**PROBLEM REQUIREMENTS**:
Which lines of the entries contain the word "through"? Please list them.

**DATA SUPPLIED**:
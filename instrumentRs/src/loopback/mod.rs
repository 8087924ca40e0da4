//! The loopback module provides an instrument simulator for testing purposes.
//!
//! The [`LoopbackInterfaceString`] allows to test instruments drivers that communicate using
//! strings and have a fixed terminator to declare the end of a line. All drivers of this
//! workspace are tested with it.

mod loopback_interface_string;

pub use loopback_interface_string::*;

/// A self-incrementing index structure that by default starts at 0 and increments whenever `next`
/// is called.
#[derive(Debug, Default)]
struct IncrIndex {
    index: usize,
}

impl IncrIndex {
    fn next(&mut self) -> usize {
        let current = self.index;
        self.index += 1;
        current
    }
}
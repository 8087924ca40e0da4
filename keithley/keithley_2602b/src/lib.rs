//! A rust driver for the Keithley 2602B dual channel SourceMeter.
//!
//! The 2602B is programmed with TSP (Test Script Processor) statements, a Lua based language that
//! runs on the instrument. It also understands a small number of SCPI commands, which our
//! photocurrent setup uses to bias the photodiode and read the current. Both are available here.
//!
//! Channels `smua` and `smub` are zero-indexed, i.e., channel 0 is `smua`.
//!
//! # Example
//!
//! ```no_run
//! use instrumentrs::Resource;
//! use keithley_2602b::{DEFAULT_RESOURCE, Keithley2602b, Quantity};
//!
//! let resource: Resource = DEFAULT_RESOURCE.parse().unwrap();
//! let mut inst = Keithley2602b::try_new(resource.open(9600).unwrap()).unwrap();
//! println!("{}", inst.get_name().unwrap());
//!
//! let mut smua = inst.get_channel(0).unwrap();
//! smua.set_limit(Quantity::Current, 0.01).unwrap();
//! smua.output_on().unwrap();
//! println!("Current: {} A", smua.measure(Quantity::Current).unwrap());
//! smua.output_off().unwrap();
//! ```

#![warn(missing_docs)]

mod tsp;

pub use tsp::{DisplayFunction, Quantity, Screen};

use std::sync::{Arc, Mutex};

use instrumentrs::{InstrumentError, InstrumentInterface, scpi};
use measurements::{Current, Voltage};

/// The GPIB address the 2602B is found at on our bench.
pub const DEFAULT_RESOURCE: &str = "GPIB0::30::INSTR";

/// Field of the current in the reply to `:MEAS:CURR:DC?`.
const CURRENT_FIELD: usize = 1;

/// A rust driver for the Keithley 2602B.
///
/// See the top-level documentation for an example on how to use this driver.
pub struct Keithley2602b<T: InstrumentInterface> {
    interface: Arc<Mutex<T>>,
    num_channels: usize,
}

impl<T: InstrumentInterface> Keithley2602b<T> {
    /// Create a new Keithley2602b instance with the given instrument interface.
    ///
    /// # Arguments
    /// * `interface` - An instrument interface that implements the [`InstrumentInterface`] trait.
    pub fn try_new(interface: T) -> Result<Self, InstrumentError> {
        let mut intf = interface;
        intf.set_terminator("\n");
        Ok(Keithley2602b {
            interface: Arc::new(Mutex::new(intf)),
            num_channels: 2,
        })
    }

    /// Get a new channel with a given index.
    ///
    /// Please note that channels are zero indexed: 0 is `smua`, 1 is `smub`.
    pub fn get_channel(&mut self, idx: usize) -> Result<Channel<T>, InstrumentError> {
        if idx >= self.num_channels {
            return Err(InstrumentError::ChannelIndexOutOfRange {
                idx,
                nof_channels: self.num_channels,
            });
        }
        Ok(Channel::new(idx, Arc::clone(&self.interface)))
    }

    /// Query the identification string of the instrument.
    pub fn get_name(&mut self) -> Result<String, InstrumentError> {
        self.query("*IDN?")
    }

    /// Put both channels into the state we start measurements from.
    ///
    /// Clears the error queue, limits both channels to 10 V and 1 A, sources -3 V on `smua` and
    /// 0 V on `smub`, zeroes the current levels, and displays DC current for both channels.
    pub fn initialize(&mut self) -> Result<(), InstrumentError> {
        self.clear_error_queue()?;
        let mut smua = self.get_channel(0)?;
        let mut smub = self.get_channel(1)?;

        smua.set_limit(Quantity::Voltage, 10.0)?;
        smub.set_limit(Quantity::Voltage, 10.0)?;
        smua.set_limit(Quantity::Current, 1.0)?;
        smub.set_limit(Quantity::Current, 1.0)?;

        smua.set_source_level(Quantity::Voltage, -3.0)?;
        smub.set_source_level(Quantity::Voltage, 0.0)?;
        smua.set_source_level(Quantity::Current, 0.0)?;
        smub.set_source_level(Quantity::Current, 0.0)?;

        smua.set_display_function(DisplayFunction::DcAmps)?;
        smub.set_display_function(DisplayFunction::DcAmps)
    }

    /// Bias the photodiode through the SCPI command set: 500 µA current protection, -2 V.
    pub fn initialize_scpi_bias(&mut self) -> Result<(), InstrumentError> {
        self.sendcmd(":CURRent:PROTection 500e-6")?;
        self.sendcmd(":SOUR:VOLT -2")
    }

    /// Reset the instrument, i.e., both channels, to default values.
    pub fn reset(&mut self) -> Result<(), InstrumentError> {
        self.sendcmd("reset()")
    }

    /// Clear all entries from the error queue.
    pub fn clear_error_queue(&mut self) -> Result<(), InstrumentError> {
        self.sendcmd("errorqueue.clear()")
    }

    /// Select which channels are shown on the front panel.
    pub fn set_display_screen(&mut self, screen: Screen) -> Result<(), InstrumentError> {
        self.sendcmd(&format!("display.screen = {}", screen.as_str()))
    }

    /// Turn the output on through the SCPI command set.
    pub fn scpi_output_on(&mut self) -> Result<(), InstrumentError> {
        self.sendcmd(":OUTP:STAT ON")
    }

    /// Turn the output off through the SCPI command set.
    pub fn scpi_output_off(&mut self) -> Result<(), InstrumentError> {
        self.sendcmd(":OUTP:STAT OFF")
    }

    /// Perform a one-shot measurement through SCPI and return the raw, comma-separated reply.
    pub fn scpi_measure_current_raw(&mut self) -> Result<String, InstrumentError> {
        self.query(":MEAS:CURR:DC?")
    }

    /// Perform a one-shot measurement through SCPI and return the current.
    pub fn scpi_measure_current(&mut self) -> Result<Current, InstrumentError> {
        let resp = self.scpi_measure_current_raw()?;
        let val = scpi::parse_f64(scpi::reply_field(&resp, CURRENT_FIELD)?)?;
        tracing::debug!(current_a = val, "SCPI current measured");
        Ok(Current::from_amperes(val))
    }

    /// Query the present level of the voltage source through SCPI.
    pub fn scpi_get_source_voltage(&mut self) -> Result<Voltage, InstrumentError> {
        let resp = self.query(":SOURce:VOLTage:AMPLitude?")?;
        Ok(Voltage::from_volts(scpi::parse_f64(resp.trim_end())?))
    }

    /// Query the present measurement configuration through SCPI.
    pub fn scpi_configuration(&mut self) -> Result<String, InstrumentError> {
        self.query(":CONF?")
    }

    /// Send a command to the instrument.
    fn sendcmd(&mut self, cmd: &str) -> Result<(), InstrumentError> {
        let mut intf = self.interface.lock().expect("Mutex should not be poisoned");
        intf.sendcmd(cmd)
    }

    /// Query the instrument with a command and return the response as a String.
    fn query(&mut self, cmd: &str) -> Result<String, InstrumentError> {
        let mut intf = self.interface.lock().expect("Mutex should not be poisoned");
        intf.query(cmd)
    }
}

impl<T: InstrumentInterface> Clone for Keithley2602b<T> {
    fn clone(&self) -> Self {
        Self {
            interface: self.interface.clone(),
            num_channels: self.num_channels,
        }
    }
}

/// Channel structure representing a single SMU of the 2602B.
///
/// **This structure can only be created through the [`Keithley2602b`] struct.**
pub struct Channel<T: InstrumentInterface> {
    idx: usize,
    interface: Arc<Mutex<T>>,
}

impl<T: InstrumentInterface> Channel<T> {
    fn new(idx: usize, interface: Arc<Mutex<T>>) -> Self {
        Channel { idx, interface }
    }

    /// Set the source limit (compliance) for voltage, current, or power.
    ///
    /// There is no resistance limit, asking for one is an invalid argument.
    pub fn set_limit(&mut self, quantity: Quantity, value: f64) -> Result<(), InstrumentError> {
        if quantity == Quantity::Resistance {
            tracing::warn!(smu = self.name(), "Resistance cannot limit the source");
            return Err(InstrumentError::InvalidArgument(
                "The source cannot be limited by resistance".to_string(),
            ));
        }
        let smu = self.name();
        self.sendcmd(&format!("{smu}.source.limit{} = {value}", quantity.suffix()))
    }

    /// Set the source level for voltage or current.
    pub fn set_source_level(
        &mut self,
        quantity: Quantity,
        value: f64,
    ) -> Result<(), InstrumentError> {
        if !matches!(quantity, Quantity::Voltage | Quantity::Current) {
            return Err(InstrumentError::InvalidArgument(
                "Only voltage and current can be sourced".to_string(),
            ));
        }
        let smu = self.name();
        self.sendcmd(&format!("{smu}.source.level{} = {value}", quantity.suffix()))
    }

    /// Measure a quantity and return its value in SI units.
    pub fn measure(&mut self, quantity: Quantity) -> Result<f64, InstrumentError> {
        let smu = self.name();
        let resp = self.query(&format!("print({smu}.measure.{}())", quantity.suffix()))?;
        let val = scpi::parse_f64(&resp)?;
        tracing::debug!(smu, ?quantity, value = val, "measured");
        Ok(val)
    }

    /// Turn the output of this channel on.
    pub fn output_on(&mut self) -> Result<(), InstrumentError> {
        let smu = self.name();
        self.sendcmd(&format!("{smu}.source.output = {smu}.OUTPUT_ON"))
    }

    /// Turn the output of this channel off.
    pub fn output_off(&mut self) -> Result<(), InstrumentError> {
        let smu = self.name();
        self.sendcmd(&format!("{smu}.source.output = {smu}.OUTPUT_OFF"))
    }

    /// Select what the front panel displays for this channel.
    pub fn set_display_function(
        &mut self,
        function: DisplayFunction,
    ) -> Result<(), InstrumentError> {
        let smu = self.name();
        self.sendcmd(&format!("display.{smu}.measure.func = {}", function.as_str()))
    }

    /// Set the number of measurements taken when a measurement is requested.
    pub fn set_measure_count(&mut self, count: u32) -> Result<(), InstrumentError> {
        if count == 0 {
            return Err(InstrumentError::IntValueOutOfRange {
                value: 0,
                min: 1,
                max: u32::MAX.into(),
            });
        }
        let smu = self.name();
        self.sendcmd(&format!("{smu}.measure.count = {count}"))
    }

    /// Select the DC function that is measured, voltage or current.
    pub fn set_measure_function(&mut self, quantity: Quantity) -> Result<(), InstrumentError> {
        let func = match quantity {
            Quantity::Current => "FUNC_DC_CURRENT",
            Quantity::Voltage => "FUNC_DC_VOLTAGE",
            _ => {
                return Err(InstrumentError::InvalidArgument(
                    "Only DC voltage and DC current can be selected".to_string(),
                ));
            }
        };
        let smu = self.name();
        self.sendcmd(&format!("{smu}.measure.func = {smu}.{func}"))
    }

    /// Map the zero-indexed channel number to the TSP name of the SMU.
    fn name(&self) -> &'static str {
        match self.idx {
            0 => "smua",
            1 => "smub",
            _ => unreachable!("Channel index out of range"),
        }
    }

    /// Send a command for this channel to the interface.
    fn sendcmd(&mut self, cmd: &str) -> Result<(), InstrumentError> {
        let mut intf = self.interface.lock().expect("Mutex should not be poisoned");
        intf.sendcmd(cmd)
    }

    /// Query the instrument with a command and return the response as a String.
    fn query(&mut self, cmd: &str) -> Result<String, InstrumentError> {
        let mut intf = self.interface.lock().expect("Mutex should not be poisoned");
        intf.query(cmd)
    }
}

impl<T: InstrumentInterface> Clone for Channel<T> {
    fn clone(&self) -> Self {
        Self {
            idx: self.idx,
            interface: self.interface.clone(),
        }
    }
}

**EXPECTED ANSWER**:
    /// Bias the photodiode through the SCPI command set: 500 µA current protection, -2 V.
    /// Turn the output on through the SCPI command set.
    /// Turn the output off through the SCPI command set.
    /// Perform a one-shot measurement through SCPI and return the raw, comma-separated reply.
    /// Perform a one-shot measurement through SCPI and return the current.
    /// Query the present level of the voltage source through SCPI.
    /// Query the present measurement configuration through SCPI.
/// **This structure can only be created through the [`Keithley2602b`] struct.**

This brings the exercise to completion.